What is required :: The answer must consist of every line in the data that contains "derive".

Saved data entries:

"""

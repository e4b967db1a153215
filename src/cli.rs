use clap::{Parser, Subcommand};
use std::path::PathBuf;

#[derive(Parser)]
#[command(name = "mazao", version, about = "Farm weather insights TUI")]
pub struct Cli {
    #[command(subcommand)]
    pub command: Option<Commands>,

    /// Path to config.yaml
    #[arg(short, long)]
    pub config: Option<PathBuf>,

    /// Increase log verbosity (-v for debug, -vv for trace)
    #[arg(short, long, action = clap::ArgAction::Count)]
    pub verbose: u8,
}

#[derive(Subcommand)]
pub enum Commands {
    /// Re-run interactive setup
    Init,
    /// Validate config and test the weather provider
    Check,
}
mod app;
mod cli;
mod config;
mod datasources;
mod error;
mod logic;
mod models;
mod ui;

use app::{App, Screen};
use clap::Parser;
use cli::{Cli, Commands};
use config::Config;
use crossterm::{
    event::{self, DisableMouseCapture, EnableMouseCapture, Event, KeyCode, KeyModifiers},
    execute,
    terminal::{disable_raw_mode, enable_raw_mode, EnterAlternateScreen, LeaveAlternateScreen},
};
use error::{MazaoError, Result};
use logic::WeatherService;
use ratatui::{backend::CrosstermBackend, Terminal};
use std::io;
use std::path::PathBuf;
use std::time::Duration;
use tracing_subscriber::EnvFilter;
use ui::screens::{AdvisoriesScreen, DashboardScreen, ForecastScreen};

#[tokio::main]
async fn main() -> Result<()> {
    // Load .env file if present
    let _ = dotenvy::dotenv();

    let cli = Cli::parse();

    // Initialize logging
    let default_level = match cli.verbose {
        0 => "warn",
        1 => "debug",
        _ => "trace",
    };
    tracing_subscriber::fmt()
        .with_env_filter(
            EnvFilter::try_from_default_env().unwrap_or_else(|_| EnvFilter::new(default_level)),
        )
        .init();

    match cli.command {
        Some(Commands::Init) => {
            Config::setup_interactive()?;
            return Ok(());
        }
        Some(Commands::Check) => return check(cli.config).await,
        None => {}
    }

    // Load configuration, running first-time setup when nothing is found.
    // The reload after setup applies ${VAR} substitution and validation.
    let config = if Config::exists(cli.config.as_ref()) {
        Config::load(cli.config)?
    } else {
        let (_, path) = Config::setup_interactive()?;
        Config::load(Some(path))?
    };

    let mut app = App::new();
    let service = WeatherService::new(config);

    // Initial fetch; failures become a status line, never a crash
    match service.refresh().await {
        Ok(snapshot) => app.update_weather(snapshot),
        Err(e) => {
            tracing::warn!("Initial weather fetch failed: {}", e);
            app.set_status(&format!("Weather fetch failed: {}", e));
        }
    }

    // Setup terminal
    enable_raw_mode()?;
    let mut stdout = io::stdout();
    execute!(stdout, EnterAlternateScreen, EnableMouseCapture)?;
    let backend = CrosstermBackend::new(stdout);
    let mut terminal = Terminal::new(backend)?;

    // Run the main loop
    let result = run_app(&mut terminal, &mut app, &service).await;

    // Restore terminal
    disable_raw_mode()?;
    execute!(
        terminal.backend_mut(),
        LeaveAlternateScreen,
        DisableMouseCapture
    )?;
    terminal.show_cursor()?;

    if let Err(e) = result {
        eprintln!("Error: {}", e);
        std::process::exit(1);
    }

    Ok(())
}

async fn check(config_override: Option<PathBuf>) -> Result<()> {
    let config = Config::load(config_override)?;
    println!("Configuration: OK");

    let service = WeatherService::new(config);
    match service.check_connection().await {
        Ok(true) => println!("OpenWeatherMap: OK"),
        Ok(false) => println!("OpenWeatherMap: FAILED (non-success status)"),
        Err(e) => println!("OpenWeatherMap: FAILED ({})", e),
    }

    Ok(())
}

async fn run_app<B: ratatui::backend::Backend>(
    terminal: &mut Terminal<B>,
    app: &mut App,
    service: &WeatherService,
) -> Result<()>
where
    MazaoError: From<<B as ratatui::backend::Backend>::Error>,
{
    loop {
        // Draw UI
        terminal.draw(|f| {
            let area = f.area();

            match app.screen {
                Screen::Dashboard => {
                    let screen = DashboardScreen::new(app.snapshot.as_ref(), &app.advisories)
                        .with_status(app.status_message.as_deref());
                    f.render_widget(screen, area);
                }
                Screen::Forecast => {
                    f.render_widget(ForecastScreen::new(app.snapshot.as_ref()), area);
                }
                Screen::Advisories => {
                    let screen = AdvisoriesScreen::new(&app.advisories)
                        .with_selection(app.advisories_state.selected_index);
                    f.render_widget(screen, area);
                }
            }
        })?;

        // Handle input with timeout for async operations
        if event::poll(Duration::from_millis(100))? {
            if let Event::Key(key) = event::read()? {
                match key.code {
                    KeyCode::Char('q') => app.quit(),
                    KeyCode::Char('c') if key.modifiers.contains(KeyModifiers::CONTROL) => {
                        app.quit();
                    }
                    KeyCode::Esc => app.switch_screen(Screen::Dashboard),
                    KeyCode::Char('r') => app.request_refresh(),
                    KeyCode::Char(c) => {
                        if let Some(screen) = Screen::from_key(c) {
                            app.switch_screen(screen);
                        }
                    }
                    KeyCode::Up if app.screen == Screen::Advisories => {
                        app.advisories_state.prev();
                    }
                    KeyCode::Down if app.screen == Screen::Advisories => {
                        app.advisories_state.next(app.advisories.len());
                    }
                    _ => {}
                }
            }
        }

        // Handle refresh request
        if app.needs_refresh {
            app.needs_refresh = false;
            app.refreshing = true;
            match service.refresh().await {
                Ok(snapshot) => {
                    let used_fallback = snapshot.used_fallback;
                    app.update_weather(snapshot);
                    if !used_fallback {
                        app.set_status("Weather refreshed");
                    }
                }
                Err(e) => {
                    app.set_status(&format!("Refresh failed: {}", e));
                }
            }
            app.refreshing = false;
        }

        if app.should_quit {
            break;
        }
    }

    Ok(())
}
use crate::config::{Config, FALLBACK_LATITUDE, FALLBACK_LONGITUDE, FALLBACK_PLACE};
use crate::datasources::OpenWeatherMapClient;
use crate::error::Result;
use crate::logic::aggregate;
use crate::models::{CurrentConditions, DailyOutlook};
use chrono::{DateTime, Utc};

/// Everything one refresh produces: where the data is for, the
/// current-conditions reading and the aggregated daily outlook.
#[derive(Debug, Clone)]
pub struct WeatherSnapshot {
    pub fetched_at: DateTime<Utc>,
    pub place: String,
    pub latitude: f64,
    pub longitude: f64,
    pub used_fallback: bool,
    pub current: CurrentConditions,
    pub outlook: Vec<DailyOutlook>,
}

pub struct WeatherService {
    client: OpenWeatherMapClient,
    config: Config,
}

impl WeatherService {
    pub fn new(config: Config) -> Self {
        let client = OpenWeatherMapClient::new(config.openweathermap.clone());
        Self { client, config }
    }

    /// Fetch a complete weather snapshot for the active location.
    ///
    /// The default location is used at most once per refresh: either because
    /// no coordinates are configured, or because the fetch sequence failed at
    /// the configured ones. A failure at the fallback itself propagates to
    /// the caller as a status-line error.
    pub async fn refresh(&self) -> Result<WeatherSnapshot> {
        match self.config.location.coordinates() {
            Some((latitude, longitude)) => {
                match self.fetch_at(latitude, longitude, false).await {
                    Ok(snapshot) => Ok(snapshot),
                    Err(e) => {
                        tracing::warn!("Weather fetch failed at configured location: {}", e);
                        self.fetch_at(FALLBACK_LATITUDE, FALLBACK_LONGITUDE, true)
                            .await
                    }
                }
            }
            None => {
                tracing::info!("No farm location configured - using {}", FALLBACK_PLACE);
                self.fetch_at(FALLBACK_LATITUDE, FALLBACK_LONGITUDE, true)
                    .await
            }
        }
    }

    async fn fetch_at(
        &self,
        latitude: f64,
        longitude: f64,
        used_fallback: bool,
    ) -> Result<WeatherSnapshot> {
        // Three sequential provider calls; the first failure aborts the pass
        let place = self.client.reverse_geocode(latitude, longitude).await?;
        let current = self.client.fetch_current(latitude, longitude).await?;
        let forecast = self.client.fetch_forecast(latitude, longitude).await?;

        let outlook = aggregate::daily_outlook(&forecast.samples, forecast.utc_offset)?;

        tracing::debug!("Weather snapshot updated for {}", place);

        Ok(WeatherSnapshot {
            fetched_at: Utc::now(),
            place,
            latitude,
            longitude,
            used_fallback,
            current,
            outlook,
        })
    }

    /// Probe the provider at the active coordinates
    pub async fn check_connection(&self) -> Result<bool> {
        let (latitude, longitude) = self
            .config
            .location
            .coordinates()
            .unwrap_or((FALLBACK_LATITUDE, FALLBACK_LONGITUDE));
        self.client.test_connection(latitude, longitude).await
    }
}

"""

Solution below ::
#[derive(Parser)]
#[derive(Subcommand)]
#[derive(Debug, Clone)]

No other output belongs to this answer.